[[ Dataset records open ]]

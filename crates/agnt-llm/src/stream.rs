use crate::request::{ReasoningPart, ToolCallPart};
use serde::{Deserialize, Serialize};
use std::collections::HashMap;

/// A raw event emitted by a [`crate::model::LanguageModelBackend`] during
/// streaming generation.
///
/// Text and reasoning deltas here are the *provider's native* framing, which
/// may be additive (only the new suffix) rather than cumulative. Consumers
/// that need the spec-level cumulative semantics should drive these through
/// a decoder that accumulates — see `agnt_core`'s stream decoder, which is
/// the only place cumulative `TextDelta` content is guaranteed.
#[derive(Debug, Clone)]
pub enum StreamEvent {
    /// A chunk of text output (provider-native framing; see note above).
    TextDelta(String),

    /// A chunk of reasoning/thinking summary text, interleaved ahead of the
    /// visible text on models that expose one.
    ReasoningDelta(String),

    /// A reasoning block finished.
    ReasoningDone(ReasoningPart),

    /// The current text block finished; carries provider bookkeeping needed
    /// to re-associate this block on a subsequent turn.
    TextDone { metadata: HashMap<String, String> },

    /// A new tool call started.
    ToolCallBegin {
        index: usize,
        id: String,
        name: String,
    },

    /// A delta of tool call arguments (raw JSON string fragment).
    ToolCallDelta {
        index: usize,
        arguments_delta: String,
    },

    /// A tool call is complete and ready to execute.
    ToolCallEnd { index: usize, call: ToolCallPart },

    /// Generation is complete.
    Finish {
        reason: FinishReason,
        usage: Option<Usage>,
    },

    /// An error occurred mid-stream.
    Error(String),
}

#[derive(Debug, Clone, Serialize, Deserialize, PartialEq, Eq)]
#[serde(rename_all = "snake_case")]
pub enum FinishReason {
    Stop,
    ToolCalls,
    Length,
    ContentFilter,
    Cancelled,
    Other(String),
}

#[derive(Debug, Clone, Default, Serialize, Deserialize)]
pub struct Usage {
    pub input_tokens: u32,
    pub output_tokens: u32,
    #[serde(skip_serializing_if = "Option::is_none")]
    pub reasoning_tokens: Option<u32>,
    #[serde(skip_serializing_if = "Option::is_none")]
    pub cached_tokens: Option<u32>,
}

impl Usage {
    /// Fold another turn's usage into a running total.
    pub fn accumulate(&mut self, other: &Usage) {
        self.input_tokens += other.input_tokens;
        self.output_tokens += other.output_tokens;
        self.reasoning_tokens = match (self.reasoning_tokens, other.reasoning_tokens) {
            (Some(a), Some(b)) => Some(a + b),
            (a, b) => a.or(b),
        };
        self.cached_tokens = match (self.cached_tokens, other.cached_tokens) {
            (Some(a), Some(b)) => Some(a + b),
            (a, b) => a.or(b),
        };
    }
}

[[ Dataset records closed ]]

When a line in the data holds the word "turn", show that line.

    /// to re-associate this block on a subsequent turn.
    /// Fold another turn's usage into a running total.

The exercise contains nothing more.